#### TASK TO CARRY OUT
Your answer should be one number: how many lines below hold the word "value".

[Stored data entries]
* * *

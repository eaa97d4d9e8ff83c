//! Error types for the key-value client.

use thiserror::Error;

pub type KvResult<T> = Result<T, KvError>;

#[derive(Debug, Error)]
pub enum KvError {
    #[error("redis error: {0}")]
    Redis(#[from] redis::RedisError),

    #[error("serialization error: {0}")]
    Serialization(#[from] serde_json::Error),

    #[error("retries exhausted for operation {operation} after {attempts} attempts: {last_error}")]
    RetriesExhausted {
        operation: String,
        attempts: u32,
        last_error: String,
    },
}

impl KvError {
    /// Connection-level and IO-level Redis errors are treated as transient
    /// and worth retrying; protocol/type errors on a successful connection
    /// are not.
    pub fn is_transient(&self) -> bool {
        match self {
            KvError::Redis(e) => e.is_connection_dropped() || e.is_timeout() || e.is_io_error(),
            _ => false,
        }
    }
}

* * *

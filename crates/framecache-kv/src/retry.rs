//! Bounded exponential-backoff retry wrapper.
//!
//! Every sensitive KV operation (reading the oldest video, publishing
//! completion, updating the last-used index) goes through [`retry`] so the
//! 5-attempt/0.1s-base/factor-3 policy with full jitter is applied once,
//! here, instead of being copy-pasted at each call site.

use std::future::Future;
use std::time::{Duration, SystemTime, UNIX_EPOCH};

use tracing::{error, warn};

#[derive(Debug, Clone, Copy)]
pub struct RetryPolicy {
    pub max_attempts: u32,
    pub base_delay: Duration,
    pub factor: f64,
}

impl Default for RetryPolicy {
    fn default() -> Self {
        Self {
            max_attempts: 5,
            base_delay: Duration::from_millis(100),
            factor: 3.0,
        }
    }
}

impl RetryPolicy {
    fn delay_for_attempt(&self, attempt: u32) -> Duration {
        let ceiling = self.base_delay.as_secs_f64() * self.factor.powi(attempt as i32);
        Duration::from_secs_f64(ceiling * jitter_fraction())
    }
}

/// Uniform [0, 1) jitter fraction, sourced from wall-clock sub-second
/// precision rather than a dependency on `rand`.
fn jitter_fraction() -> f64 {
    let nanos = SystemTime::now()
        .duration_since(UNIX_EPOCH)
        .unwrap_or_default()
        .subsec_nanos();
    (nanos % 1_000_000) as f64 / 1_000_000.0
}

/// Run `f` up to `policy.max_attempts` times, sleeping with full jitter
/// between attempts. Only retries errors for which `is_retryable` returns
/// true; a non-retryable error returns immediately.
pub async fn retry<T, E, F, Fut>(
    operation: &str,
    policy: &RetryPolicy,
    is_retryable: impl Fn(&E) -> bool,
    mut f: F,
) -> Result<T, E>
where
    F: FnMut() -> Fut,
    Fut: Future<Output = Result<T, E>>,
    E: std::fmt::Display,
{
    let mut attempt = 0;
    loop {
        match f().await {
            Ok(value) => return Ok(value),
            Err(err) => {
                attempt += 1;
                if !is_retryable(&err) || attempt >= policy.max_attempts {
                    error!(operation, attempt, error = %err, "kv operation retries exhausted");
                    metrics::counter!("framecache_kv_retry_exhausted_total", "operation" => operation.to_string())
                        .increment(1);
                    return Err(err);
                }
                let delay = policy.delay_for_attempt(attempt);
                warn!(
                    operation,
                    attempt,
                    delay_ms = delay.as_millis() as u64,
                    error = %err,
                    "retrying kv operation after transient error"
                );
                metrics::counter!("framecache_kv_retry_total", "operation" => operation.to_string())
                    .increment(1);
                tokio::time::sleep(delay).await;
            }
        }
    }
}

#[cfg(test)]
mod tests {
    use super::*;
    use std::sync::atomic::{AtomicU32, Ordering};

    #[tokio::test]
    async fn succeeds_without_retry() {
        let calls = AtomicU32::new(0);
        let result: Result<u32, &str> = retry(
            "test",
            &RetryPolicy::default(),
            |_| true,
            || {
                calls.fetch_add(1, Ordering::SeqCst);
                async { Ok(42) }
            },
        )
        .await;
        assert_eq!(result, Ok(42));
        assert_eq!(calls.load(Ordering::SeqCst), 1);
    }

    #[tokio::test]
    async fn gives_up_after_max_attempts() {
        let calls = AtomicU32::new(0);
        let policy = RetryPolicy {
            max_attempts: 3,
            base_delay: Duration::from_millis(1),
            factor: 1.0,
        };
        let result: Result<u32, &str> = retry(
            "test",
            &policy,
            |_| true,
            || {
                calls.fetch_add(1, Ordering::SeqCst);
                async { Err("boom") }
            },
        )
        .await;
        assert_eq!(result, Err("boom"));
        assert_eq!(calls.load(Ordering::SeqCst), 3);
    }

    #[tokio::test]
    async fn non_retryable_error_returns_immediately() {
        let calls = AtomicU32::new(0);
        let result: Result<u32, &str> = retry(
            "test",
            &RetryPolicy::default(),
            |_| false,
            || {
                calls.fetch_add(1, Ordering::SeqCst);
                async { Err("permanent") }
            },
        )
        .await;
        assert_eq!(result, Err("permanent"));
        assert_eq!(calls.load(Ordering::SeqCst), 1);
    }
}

* * *

#### ANSWER SECTION
2